Winter's last stretch
August largely continues July's pattern — mild but genuinely cool weather, with daytime highs typically in the mid-teens°C, and the beach coast still running its quieter, off-season rhythm. If there's a difference from July, it's a subtle one: by the back half of the month, the first tentative signs of warming spring weather usually start to show, though nothing dramatic yet.
This makes August a reasonable stand-in for July if your travel dates are fixed to this month specifically — the same destinations (Montevideo, Colonia, the interior, Salto's thermal springs) apply, and the same coastal caveats hold.
Making the most of a late-winter trip
August is a genuinely good month to prioritize Colonia del Sacramento's old town, which many travelers find at its most atmospheric in winter's soft light and thin crowds, along with Montevideo's indoor culture — museums, galleries, and Mercado del Puerto's parrilla halls. The interior's estancias remain comfortable for horseback riding in the cool air, and Salto's thermal springs continue to draw visitors specifically for this season's contrast between cool air and warm mineral water.
If you can shift a trip slightly later into September instead, you'll start to catch the early edge of shoulder season's milder weather — worth considering if your dates have any flexibility.
What the weather is actually like
August is best understood as July with the edges softened. Daytime highs typically sit in the mid-teens°C, broadly similar to July, and nights are still genuinely cool — this is not a month to expect a dramatic thaw. What does shift, gradually and unevenly, is the overall feel of the month: fewer of the flattest, greyest days that define deep winter, slightly longer daylight as the month progresses, and by the final week or two, the occasional afternoon that hints at what's coming in September. None of this is a reliable pattern day to day, so it's worth packing and planning for winter conditions throughout, with any milder afternoon treated as a bonus rather than an expectation.
Rain remains a normal part of August, distributed through the month rather than concentrated, and wind off the Río de la Plata can still make a mild-looking temperature feel considerably colder in Montevideo or Colonia. As in July, indoor spaces are reliably heated, so the cold is mostly encountered while moving between them rather than as a constant condition.
Why winter still suits the interior and Salto over the coast
August doesn't change the fundamental seasonal split that defines Uruguay's winter months. The beach coast is still largely closed for business in the way it is throughout June and July — Punta del Este, José Ignacio and the smaller Rocha towns remain quiet, with much of the seasonal infrastructure (restaurants, beach clubs, rental properties) not yet reopened. Treat the coast in August as a scenic detour rather than a functioning destination; the reopening genuinely belongs to September and, more fully, October.

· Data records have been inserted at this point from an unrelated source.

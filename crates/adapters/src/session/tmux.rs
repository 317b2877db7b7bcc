// SPDX-License-Identifier: BUSL-1.1
// Copyright (c) 2026 Alfred Jean LLC

//! Tmux session adapter

use super::{
    RuntimeConfig, SessionError, SessionInfo, Sessions, PASTE_SETTLE, POLL_INTERVAL,
    UNKNOWN_AGENT_READY_DELAY,
};
use crate::subprocess::{run_with_timeout, TMUX_TIMEOUT};
use async_trait::async_trait;
use std::path::Path;
use std::time::{Duration, Instant};
use tokio::process::Command;

/// Tmux-based session adapter.
#[derive(Clone, Default)]
pub struct TmuxSessions;

impl TmuxSessions {
    pub fn new() -> Self {
        Self
    }

    async fn run(&self, args: &[&str]) -> Result<std::process::Output, SessionError> {
        let mut cmd = Command::new("tmux");
        cmd.args(args);
        run_with_timeout(cmd, TMUX_TIMEOUT, "tmux")
            .await
            .map_err(SessionError::CommandFailed)
    }

    /// Map a failed tmux invocation to the right terminal error.
    fn failure(target: &str, output: &std::process::Output) -> SessionError {
        let stderr = String::from_utf8_lossy(&output.stderr);
        if stderr.contains("no server running") || stderr.contains("error connecting to") {
            SessionError::NoServer
        } else {
            SessionError::NotFound(target.to_string())
        }
    }
}

#[async_trait]
impl Sessions for TmuxSessions {
    async fn has_session(&self, name: &str) -> Result<bool, SessionError> {
        let output = self.run(&["has-session", "-t", name]).await?;
        Ok(output.status.success())
    }

    async fn new_session_with_command(
        &self,
        name: &str,
        cwd: &Path,
        cmd: &str,
        env: &[(String, String)],
    ) -> Result<(), SessionError> {
        // Precondition: cwd must exist
        if !cwd.exists() {
            return Err(SessionError::SpawnFailed(format!(
                "working directory does not exist: {}",
                cwd.display()
            )));
        }

        let mut tmux_cmd = Command::new("tmux");
        tmux_cmd
            .arg("new-session")
            .arg("-d")
            .arg("-s")
            .arg(name)
            .arg("-c")
            .arg(cwd);

        for (key, value) in env {
            tmux_cmd.arg("-e").arg(format!("{}={}", key, value));
        }

        tmux_cmd.arg(cmd);

        let output = run_with_timeout(tmux_cmd, TMUX_TIMEOUT, "tmux new-session")
            .await
            .map_err(SessionError::SpawnFailed)?;

        if !output.status.success() {
            let stderr = String::from_utf8_lossy(&output.stderr);
            tracing::error!(session = name, stderr = %stderr, "tmux spawn failed");
            return Err(SessionError::SpawnFailed(stderr.to_string()));
        }

        // Log stderr even on success - may contain useful warnings
        if !output.stderr.is_empty() {
            let stderr = String::from_utf8_lossy(&output.stderr);
            tracing::warn!(session = name, stderr = %stderr, "tmux spawn stderr (non-fatal)");
        }

        Ok(())
    }

    async fn kill_session(&self, name: &str) -> Result<(), SessionError> {
        let _ = self.run(&["kill-session", "-t", name]).await?;
        // Session might already be dead, which is fine
        Ok(())
    }

    async fn list_sessions(&self) -> Result<Vec<SessionInfo>, SessionError> {
        let output = self
            .run(&["list-sessions", "-F", "#{session_name} #{session_created}"])
            .await?;
        if !output.status.success() {
            let stderr = String::from_utf8_lossy(&output.stderr);
            // No server means no sessions, not an error for listing.
            if stderr.contains("no server running") || stderr.contains("error connecting to") {
                return Ok(Vec::new());
            }
            return Err(SessionError::CommandFailed(stderr.to_string()));
        }
        let stdout = String::from_utf8_lossy(&output.stdout);
        let mut sessions = Vec::new();
        for line in stdout.lines() {
            let mut parts = line.split_whitespace();
            let (Some(name), Some(created)) = (parts.next(), parts.next()) else {
                continue;
            };
            sessions.push(SessionInfo {
                name: name.to_string(),
                created_unix: created.parse().unwrap_or(0),
            });
        }
        Ok(sessions)
    }

    async fn created_unix(&self, name: &str) -> Result<i64, SessionError> {
        let output = self
            .run(&[
                "display-message",
                "-t",
                name,
                "-p",
                "#{session_created}",
            ])
            .await?;
        if !output.status.success() {
            return Err(Self::failure(name, &output));
        }
        let stdout = String::from_utf8_lossy(&output.stdout);
        stdout
            .trim()
            .parse()
            .map_err(|_| SessionError::CommandFailed(format!("bad session_created: {stdout}")))
    }

    async fn nudge_session(&self, name: &str, text: &str) -> Result<(), SessionError> {
        self.nudge_pane(name, text).await
    }

    async fn nudge_pane(&self, pane: &str, text: &str) -> Result<(), SessionError> {
        // Phase 1: literal paste. -l = literal mode, -- = end of options
        // (handles text starting with -).
        let output = self
            .run(&["send-keys", "-t", pane, "-l", "--", text])
            .await?;
        if !output.status.success() {
            return Err(Self::failure(pane, &output));
        }

        // Phase 2: let the runtime's paste handling settle.
        tokio::time::sleep(PASTE_SETTLE).await;

        // Phase 3: Enter as a separate key event.
        let output = self.run(&["send-keys", "-t", pane, "Enter"]).await?;
        if !output.status.success() {
            return Err(Self::failure(pane, &output));
        }
        Ok(())
    }

    async fn capture_pane(&self, name: &str, lines: u32) -> Result<String, SessionError> {
        let start = format!("-{}", lines);
        let output = self
            .run(&["capture-pane", "-t", name, "-p", "-S", &start])
            .await?;
        if !output.status.success() {
            return Err(Self::failure(name, &output));
        }
        Ok(String::from_utf8_lossy(&output.stdout).to_string())
    }

    async fn wait_for_idle(
        &self,
        name: &str,
        timeout: Duration,
    ) -> Result<bool, SessionError> {
        // Idle = pane content stable across two polls.
        let deadline = Instant::now() + timeout;
        let mut previous = self.capture_pane(name, 40).await?;
        loop {
            if Instant::now() >= deadline {
                return Ok(false);
            }
            tokio::time::sleep(POLL_INTERVAL).await;
            let current = self.capture_pane(name, 40).await?;
            if current == previous {
                return Ok(true);
            }
            previous = current;
        }
    }

    async fn wait_for_runtime_ready(
        &self,
        name: &str,
        runtime: &RuntimeConfig,
        timeout: Duration,
    ) -> Result<(), SessionError> {
        let deadline = Instant::now() + timeout;

        // Tier 0: wait for the agent process to replace the shell.
        loop {
            if !self.has_session(name).await? {
                return Err(SessionError::NotFound(name.to_string()));
            }
            if self.is_agent_running(name, &runtime.process_name).await? {
                break;
            }
            if Instant::now() >= deadline {
                return Err(SessionError::Timeout(format!(
                    "agent process in {}",
                    name
                )));
            }
            tokio::time::sleep(POLL_INTERVAL).await;
        }

        match &runtime.ready_prompt_prefix {
            // Tier 1: known preset: poll for the ready prompt.
            Some(prefix) => loop {
                let pane = self.capture_pane(name, 40).await?;
                if pane.lines().any(|l| l.trim_start().starts_with(prefix)) {
                    return Ok(());
                }
                if Instant::now() >= deadline {
                    return Err(SessionError::Timeout(format!(
                        "ready prompt in {}",
                        name
                    )));
                }
                tokio::time::sleep(POLL_INTERVAL).await;
            },
            // Tier 2: unknown agent: fixed post-shell delay.
            None => {
                tokio::time::sleep(UNKNOWN_AGENT_READY_DELAY).await;
                Ok(())
            }
        }
    }

    async fn is_agent_running(
        &self,
        name: &str,
        process_name: &str,
    ) -> Result<bool, SessionError> {
        // Get the pane PID
        let output = self
            .run(&["list-panes", "-t", name, "-F", "#{pane_pid}"])
            .await?;
        if !output.status.success() {
            return Err(Self::failure(name, &output));
        }

        let pane_pid = String::from_utf8_lossy(&output.stdout).trim().to_string();
        if pane_pid.is_empty() {
            return Ok(false);
        }

        // Check both the pane process itself and its children:
        // - ps: tmux may exec the command directly
        // - pgrep: the command may run under a shell
        let mut ps = Command::new("ps");
        ps.args(["-p", &pane_pid, "-o", "command="]);
        let ps_output = run_with_timeout(ps, TMUX_TIMEOUT, "ps")
            .await
            .map_err(SessionError::CommandFailed)?;
        if ps_output.status.success()
            && String::from_utf8_lossy(&ps_output.stdout).contains(process_name)
        {
            return Ok(true);
        }

        let mut pgrep = Command::new("pgrep");
        pgrep.args(["-P", &pane_pid, "-f", process_name]);
        let pgrep_output = run_with_timeout(pgrep, TMUX_TIMEOUT, "pgrep")
            .await
            .map_err(SessionError::CommandFailed)?;
        Ok(pgrep_output.status.success())
    }

    async fn accept_bypass_permissions_warning(
        &self,
        name: &str,
    ) -> Result<(), SessionError> {
        let pane = self.capture_pane(name, 40).await?;
        if pane.contains("Bypass Permissions") || pane.contains("bypass permissions") {
            // The warning dialog accepts on "2" (Yes, I accept).
            let output = self.run(&["send-keys", "-t", name, "2"]).await?;
            if !output.status.success() {
                return Err(Self::failure(name, &output));
            }
        }
        Ok(())
    }

    async fn get_environment(
        &self,
        name: &str,
        key: &str,
    ) -> Result<Option<String>, SessionError> {
        let output = self.run(&["show-environment", "-t", name, key]).await?;
        if !output.status.success() {
            // Unset variables exit non-zero; distinguish from a dead session.
            if self.has_session(name).await? {
                return Ok(None);
            }
            return Err(Self::failure(name, &output));
        }
        let stdout = String::from_utf8_lossy(&output.stdout);
        Ok(stdout
            .trim()
            .strip_prefix(&format!("{}=", key))
            .map(str::to_string))
    }
}

#[cfg(test)]
#[path = "tmux_tests.rs"]
mod tests;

Montevideo, Colonia del Sacramento, the interior and Salto continue to be where an August trip earns its keep. Colonia's old town remains atmospheric in the softer winter light that August shares with July, and Montevideo's museums, theaters and Mercado del Puerto keep running exactly as they do all year. The interior's estancias are still very much in their cool-weather stride — comfortable horseback riding, fireside evenings, and asado built around the season rather than despite it. Salto's thermal springs arguably lose nothing in August compared with July; the water is heated regardless of the air temperature, and cool-but-not-frigid August air against warm mineral pools is just as appealing a contrast as it is a month earlier.
None of this changes sharply on any particular date — the shift from 'winter destination' to 'shoulder-season destination' is gradual, and August genuinely belongs to the winter side of that line, even as its final days start to lean toward the other.
Who August suits
August suits much the same traveler as July — someone prioritizing culture, countryside and thermal springs over beach time, comfortable with cool weather in exchange for thin crowds and softer prices. It has a slight edge over July for travelers who want the tail end of winter's value without quite as much of the season's coldest, greyest stretch, and it's a reasonable pick for anyone whose dates are flexible enough to nudge a July-leaning trip a few weeks later for marginally better odds of a mild afternoon.
It suits less well anyone hoping for a working beach-town atmosphere or reliable warm-weather swimming — August is still solidly winter on the coast, whatever gains are building toward September and October.
August can also be a smart pick for travelers building a longer South American trip who need a specific window for Uruguay and would otherwise be choosing between two similarly cool months — since July and August track each other closely, there's little practical reason to prefer one over the other beyond whichever dates fit the rest of the itinerary.
The value case for a late-winter trip
Like July, August sits well outside Uruguay's peak-demand months, and that shows up in availability more than in dramatic discounts — boutique hotels, estancias and city accommodation in Montevideo and Colonia are generally easier to book on short notice than at any point from November through March. Salto's larger thermal-springs resorts are again the exception, since winter remains their strongest season and weekends can still fill up, but the same midweek flexibility that helps in July applies equally in August.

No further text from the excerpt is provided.